Your instructions
In the data below, find the line that contains "to a problem" and the line that contains "Target package name". Copy both, plus every line between them, exactly.

Input for this task
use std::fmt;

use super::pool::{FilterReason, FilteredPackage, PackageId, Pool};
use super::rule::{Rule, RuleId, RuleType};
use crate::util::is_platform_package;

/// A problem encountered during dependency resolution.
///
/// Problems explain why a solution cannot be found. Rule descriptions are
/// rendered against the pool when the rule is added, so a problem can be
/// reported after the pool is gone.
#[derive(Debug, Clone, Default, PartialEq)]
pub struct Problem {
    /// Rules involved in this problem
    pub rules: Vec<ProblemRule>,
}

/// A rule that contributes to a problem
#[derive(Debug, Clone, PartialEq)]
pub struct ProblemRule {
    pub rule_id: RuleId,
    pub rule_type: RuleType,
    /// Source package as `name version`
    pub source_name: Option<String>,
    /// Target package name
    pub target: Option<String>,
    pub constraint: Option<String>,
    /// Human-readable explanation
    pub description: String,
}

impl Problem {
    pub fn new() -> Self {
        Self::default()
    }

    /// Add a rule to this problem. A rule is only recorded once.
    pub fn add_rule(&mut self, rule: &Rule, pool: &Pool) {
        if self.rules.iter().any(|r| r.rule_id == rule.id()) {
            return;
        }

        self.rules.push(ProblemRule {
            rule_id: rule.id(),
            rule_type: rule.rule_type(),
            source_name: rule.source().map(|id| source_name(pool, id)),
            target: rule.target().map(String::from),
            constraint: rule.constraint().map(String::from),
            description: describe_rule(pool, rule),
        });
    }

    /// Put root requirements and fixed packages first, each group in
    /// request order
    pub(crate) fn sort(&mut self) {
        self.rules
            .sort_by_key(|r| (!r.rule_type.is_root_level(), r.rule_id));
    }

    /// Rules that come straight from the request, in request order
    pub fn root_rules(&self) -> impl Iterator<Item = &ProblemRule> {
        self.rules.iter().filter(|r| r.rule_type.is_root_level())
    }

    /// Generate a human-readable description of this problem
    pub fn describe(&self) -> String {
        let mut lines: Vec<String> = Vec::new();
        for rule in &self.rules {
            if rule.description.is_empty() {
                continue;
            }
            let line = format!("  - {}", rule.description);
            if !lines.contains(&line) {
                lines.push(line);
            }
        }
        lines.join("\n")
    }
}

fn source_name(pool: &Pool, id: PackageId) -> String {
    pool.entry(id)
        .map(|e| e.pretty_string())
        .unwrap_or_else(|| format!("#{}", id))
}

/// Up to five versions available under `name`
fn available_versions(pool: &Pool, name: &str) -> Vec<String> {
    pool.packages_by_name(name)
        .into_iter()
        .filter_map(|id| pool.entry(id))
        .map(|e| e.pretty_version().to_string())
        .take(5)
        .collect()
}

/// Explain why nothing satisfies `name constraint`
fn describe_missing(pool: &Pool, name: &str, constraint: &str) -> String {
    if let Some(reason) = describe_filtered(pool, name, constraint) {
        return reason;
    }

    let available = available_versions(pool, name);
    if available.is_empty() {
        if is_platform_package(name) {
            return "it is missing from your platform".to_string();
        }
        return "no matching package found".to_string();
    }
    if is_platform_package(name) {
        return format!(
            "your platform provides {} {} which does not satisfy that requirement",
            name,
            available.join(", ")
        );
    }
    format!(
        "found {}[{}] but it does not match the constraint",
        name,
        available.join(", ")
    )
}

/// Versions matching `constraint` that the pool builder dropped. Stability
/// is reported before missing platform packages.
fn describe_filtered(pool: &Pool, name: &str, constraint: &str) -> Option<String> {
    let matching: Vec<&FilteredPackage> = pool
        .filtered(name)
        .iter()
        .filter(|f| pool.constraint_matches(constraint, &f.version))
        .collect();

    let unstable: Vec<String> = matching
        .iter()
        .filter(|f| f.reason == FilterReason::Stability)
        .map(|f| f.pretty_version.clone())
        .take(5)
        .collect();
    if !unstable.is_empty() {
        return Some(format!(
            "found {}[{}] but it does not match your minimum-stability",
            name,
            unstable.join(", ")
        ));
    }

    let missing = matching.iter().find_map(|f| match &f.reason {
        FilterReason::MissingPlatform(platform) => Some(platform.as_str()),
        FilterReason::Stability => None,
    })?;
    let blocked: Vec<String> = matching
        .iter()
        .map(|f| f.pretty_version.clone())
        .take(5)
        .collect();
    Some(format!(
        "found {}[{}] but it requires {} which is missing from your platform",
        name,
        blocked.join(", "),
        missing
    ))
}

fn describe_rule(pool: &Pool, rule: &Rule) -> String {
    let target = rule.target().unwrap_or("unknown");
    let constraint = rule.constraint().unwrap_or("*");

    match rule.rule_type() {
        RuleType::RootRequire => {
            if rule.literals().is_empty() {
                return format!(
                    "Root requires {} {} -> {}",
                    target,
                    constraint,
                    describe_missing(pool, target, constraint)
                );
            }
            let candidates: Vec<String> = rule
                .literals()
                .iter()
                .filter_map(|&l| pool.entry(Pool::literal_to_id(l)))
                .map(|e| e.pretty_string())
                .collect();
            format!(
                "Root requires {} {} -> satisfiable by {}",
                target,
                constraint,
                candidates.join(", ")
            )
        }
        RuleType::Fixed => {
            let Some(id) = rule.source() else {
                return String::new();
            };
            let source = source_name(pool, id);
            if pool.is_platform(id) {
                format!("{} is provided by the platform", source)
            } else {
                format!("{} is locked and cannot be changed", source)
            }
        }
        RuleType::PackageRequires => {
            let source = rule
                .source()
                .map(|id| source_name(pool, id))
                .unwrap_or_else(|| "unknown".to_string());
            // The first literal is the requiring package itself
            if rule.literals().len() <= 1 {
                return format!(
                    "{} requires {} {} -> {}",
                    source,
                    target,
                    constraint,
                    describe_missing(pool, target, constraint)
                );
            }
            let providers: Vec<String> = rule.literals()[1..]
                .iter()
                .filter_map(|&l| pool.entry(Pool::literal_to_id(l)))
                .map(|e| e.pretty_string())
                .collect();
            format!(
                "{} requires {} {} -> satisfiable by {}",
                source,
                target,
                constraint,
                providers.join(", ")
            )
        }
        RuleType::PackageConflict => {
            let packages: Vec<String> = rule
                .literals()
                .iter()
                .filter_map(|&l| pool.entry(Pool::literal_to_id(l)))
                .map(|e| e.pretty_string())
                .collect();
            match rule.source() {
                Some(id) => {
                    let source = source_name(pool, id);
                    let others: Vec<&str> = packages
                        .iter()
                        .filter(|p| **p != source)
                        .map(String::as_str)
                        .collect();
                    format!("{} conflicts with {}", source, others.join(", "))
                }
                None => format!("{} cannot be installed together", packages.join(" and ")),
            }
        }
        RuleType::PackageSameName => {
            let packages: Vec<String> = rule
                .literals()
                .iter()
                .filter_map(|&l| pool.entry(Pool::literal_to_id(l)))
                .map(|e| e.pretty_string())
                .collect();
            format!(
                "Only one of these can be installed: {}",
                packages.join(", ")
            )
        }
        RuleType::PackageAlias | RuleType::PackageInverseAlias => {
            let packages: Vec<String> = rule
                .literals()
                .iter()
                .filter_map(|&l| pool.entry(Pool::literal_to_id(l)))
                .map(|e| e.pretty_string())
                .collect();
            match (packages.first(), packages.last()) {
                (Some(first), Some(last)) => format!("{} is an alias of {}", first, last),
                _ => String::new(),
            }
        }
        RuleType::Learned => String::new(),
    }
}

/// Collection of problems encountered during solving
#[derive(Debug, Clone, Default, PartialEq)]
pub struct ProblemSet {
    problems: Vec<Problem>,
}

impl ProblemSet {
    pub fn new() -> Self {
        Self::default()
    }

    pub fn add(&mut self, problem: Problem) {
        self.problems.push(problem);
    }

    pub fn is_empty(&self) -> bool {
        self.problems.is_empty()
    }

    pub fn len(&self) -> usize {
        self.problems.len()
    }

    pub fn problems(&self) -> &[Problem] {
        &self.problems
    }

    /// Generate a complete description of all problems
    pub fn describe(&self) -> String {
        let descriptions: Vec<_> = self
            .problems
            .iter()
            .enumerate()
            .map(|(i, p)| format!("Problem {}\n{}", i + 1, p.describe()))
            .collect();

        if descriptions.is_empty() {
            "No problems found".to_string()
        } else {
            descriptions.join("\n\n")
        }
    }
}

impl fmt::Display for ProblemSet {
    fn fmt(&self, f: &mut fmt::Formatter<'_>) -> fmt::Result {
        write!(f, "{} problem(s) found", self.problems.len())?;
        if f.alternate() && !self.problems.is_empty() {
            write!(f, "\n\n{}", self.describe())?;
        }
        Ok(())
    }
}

Answer to this exercise
/// A rule that contributes to a problem
#[derive(Debug, Clone, PartialEq)]
pub struct ProblemRule {
    pub rule_id: RuleId,
    pub rule_type: RuleType,
    /// Source package as `name version`
    pub source_name: Option<String>,
    /// Target package name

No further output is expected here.